**DIRECTIONS**: How many lines within the records include the word "info"? Only that number should be given.

Dataset entries
○ ○ ○ ○ ○
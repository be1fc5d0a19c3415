//! Simulation session.
//!
//! A [`SimulationSession`] owns one run's server pool, request batch and
//! [`RunCounters`]. Input is validated once at construction. Only metric
//! collection returns a `Result`; the other phases cannot fail.

use crate::metrics::{MetricsCollector, RunMetrics, SimulationReport};
use crate::processor::RequestProcessor;
use edmsim_algorithms::{
    AllocationPolicy, BestResponseSolver, EdgeServer, EquilibriumOutcome, Request, RunCounters,
};
use std::collections::HashSet;
use thiserror::Error;
use tracing::info;

#[derive(Error, Debug, Clone, PartialEq, Eq)]
pub enum SessionError {
    #[error("Invalid session: no servers")]
    NoServers,
    #[error("Invalid session: no requests")]
    NoRequests,
    #[error("Invalid session: iterations must be > 0")]
    ZeroIterations,
    #[error("Invalid session: every server has zero capacity")]
    ZeroCapacity,
    #[error("Invalid session: duplicate server id {0}")]
    DuplicateServerId(u32),
}

/// Run parameters that are not part of the workload.
#[derive(Debug, Clone, Copy, PartialEq, Eq)]
pub struct SessionParams {
    /// Throughput divisor.
    pub iterations: u64,
    /// Accepted for interface compatibility; no phase reads it.
    pub hmax: u32,
}

impl Default for SessionParams {
    fn default() -> Self {
        Self {
            iterations: 100,
            hmax: 3,
        }
    }
}

/// One simulation run.
pub struct SimulationSession {
    servers: Vec<EdgeServer>,
    requests: Vec<Request>,
    counters: RunCounters,
    params: SessionParams,
    policy: Box<dyn AllocationPolicy>,
    name: String,
    seed: Option<u64>,
}

impl std::fmt::Debug for SimulationSession {
    fn fmt(&self, f: &mut std::fmt::Formatter<'_>) -> std::fmt::Result {
        f.debug_struct("SimulationSession")
            .field("name", &self.name)
            .field("policy", &self.policy.name())
            .field("servers", &self.servers.len())
            .field("requests", &self.requests.len())
            .field("counters", &self.counters)
            .finish()
    }
}

impl SimulationSession {
    /// Validate input and create a session.
    pub fn new(
        servers: Vec<EdgeServer>,
        requests: Vec<Request>,
        params: SessionParams,
        policy: Box<dyn AllocationPolicy>,
    ) -> Result<Self, SessionError> {
        if servers.is_empty() {
            return Err(SessionError::NoServers);
        }
        if requests.is_empty() {
            return Err(SessionError::NoRequests);
        }
        if params.iterations == 0 {
            return Err(SessionError::ZeroIterations);
        }
        if servers.iter().all(|s| s.capacity == 0) {
            return Err(SessionError::ZeroCapacity);
        }
        let mut seen = HashSet::with_capacity(servers.len());
        for server in &servers {
            if !seen.insert(server.id) {
                return Err(SessionError::DuplicateServerId(server.id));
            }
        }

        Ok(Self {
            servers,
            requests,
            counters: RunCounters::new(),
            params,
            policy,
            name: "simulation".to_string(),
            seed: None,
        })
    }

    /// Set the name shown in reports.
    pub fn with_name(mut self, name: impl Into<String>) -> Self {
        self.name = name.into();
        self
    }

    /// Record the seed the workload was generated from.
    pub fn with_seed(mut self, seed: u64) -> Self {
        self.seed = Some(seed);
        self
    }

    pub fn servers(&self) -> &[EdgeServer] {
        &self.servers
    }

    pub fn requests(&self) -> &[Request] {
        &self.requests
    }

    pub fn counters(&self) -> &RunCounters {
        &self.counters
    }

    pub fn params(&self) -> &SessionParams {
        &self.params
    }

    /// Escalate every attack request by `steps` intensity units.
    ///
    /// Not part of the default pipeline. Returns the number of requests
    /// escalated.
    pub fn escalate_attacks(&mut self, steps: u32) -> usize {
        if steps == 0 {
            return 0;
        }
        let mut escalated = 0;
        for request in self.requests.iter_mut().filter(|r| r.is_attack) {
            for _ in 0..steps {
                request.increase_intensity();
            }
            escalated += 1;
        }
        info!(escalated, steps, "attack requests escalated");
        escalated
    }

    /// Allocate the request batch with the session's policy.
    pub fn allocate_requests(&mut self) {
        self.policy
            .allocate(&mut self.servers, &mut self.requests, &mut self.counters);
        info!(
            policy = self.policy.name(),
            mitigation_cost = self.counters.mitigation_cost,
            extra_service_latency = self.counters.extra_service_latency,
            "allocation complete"
        );
    }

    /// One service tick across the pool.
    pub fn process_requests(&mut self) -> u64 {
        let drained = RequestProcessor::tick(&mut self.servers, &mut self.counters);
        info!(drained, "service tick complete");
        drained
    }

    /// Refine the allocation toward a best-response fixed point.
    pub fn find_equilibrium(&mut self, solver: &BestResponseSolver) -> EquilibriumOutcome {
        let outcome = solver.solve(&mut self.servers, &self.requests);
        info!(
            iterations = outcome.iterations,
            converged = outcome.converged,
            "equilibrium search complete"
        );
        outcome
    }

    /// Derive metrics from the current state.
    pub fn collect_metrics(&self) -> Result<RunMetrics, SessionError> {
        MetricsCollector::new(self.params.iterations).collect(
            &self.servers,
            &self.counters,
            self.requests.len(),
        )
    }

    /// Allocate, process one tick, search for equilibrium, and report.
    pub fn run(mut self, solver: &BestResponseSolver) -> Result<SimulationReport, SessionError> {
        self.allocate_requests();
        self.process_requests();
        let equilibrium = self.find_equilibrium(solver);
        let metrics = self.collect_metrics()?;

        Ok(SimulationReport {
            name: self.name,
            policy: self.policy.name().to_string(),
            seed: self.seed,
            num_servers: self.servers.len(),
            num_requests: self.requests.len(),
            hmax: self.params.hmax,
            counters: self.counters,
            equilibrium,
            metrics,
            final_loads: self.servers.iter().map(|s| s.current_load).collect(),
        })
    }
}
○ ○ ○ ○ ○
**ANSWER**: 5